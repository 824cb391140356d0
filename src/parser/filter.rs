use super::validate_candidate;
use crate::error::ParamError;
use crate::spec::FilterSpec;
use serde_json::{Map, Value};
use tracing::debug;

/// Parse and validate the `filter` parameter, merging server-side defaults.
///
/// `query` is the full query-parameter mapping; an entirely absent mapping
/// (no query string on the request at all) fails with `MissingArgument`,
/// while a present mapping without a `filter` key validates `{}` against the
/// schema. Defaults are merged after validation: explicit input wins over a
/// same-key default, defaults fill in keys the input omitted.
pub fn parse_filter(
    query: Option<&Map<String, Value>>,
    spec: &FilterSpec,
) -> Result<Map<String, Value>, ParamError> {
    let params = query.ok_or_else(|| {
        ParamError::missing("query parameters are required for filter parsing")
    })?;

    let candidate: Map<String, Value> = match params.get("filter") {
        None | Some(Value::Null) => Map::new(),
        Some(Value::Object(map)) => map.clone(),
        Some(_) => {
            return Err(ParamError::external(
                "the 'filter' parameter must map filter names to values",
            ))
        }
    };

    let mut output = validate_candidate(&spec.schema, &candidate, "filter")?;

    let mut defaulted = 0usize;
    for (key, value) in &spec.defaults {
        if !output.contains_key(key) {
            output.insert(key.clone(), value.clone());
            defaulted += 1;
        }
    }

    debug!(
        filter_count = output.len(),
        defaulted = defaulted,
        "filter parameters parsed"
    );
    Ok(output)
}
#![allow(clippy::unwrap_used, clippy::expect_used)]

use paramgate::{BodyConvention, FieldSpec, ParamError, ParamsSpec, SchemaSpec};
use serde_json::json;

#[test]
fn test_builder_collects_fieldsets_and_required_order() {
    let spec = ParamsSpec::builder()
        .required_fieldset("posts", FieldSpec::enumerated(["foo", "bar"]))
        .required_fieldset("authors", FieldSpec::Unrestricted)
        .fieldset("tags", FieldSpec::Unrestricted)
        .build();

    let fieldsets = spec.fieldsets.unwrap();
    assert_eq!(fieldsets.allowed.len(), 3);
    assert_eq!(fieldsets.required, vec!["posts", "authors"]);
}

#[test]
fn test_builder_does_not_duplicate_required_entries() {
    let spec = ParamsSpec::builder()
        .required_fieldset("posts", FieldSpec::Unrestricted)
        .required_fieldset("posts", FieldSpec::Unrestricted)
        .build();
    assert_eq!(spec.fieldsets.unwrap().required, vec!["posts"]);
}

#[test]
fn test_builder_groups_default_to_undeclared() {
    let spec = ParamsSpec::builder().build();
    assert!(spec.fieldsets.is_none());
    assert!(spec.body.is_none());
    assert!(spec.filter.is_none());
    assert!(spec.query.is_none());
}

#[test]
fn test_from_value_maps_allowed_value_shapes() {
    let spec = ParamsSpec::from_value(json!({
        "fieldsets": {
            "allowed": {
                "posts": ["foo", "bar"],
                "tags": true,
                "broken": {"oops": 1}
            },
            "required": ["posts"]
        }
    }))
    .unwrap();

    let fieldsets = spec.fieldsets.unwrap();
    assert_eq!(
        fieldsets.allowed["posts"],
        FieldSpec::Enumerated(vec!["foo".to_string(), "bar".to_string()])
    );
    assert_eq!(fieldsets.allowed["tags"], FieldSpec::Unrestricted);
    assert!(matches!(
        fieldsets.allowed["broken"],
        FieldSpec::Malformed(_)
    ));
    assert_eq!(fieldsets.required, vec!["posts"]);
}

#[test]
fn test_from_value_parses_body_convention_and_default() {
    let spec = ParamsSpec::from_value(json!({
        "body": { "convention": "json", "schema": { "type": "object" } }
    }))
    .unwrap();
    assert_eq!(spec.body.unwrap().convention, BodyConvention::Json);

    let spec = ParamsSpec::from_value(json!({
        "body": { "schema": { "type": "object" } }
    }))
    .unwrap();
    let body = spec.body.unwrap();
    assert_eq!(body.convention, BodyConvention::JsonApi);
    assert!(matches!(body.schema, SchemaSpec::Inline(_)));
}

#[test]
fn test_from_value_parses_filter_defaults() {
    let spec = ParamsSpec::from_value(json!({
        "filter": {
            "schema": { "type": "object" },
            "defaults": { "state": "published", "limit": 20 }
        }
    }))
    .unwrap();

    let filter = spec.filter.unwrap();
    assert_eq!(filter.defaults["state"], json!("published"));
    assert_eq!(filter.defaults["limit"], json!(20));
}

#[test]
fn test_from_value_rejects_non_object_document() {
    let err = ParamsSpec::from_value(json!("not an object")).unwrap_err();
    assert!(matches!(err, ParamError::InternalArgument { .. }), "{err}");
}

#[test]
fn test_from_value_rejects_unknown_group() {
    let err = ParamsSpec::from_value(json!({"headers": {}})).unwrap_err();
    assert!(matches!(err, ParamError::InternalArgument { .. }), "{err}");
}

#[test]
fn test_from_value_rejects_missing_schema() {
    for group in ["body", "filter", "query"] {
        let err = ParamsSpec::from_value(json!({ group: {} })).unwrap_err();
        assert!(matches!(err, ParamError::InternalArgument { .. }), "{err}");
    }
}

#[test]
fn test_from_value_rejects_invalid_convention() {
    let err = ParamsSpec::from_value(json!({
        "body": { "convention": "xml", "schema": { "type": "object" } }
    }))
    .unwrap_err();
    assert!(matches!(err, ParamError::InternalArgument { .. }), "{err}");
}

#[test]
fn test_from_value_rejects_non_array_required() {
    let err = ParamsSpec::from_value(json!({
        "fieldsets": { "allowed": {}, "required": "posts" }
    }))
    .unwrap_err();
    assert!(matches!(err, ParamError::InternalArgument { .. }), "{err}");
}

====

*Exercise*:
Copy every line that includes the string "tags" from the material above.

*Problem solution*:
        .fieldset("tags", FieldSpec::Unrestricted)
                "tags": true,
    assert_eq!(fieldsets.allowed["tags"], FieldSpec::Unrestricted);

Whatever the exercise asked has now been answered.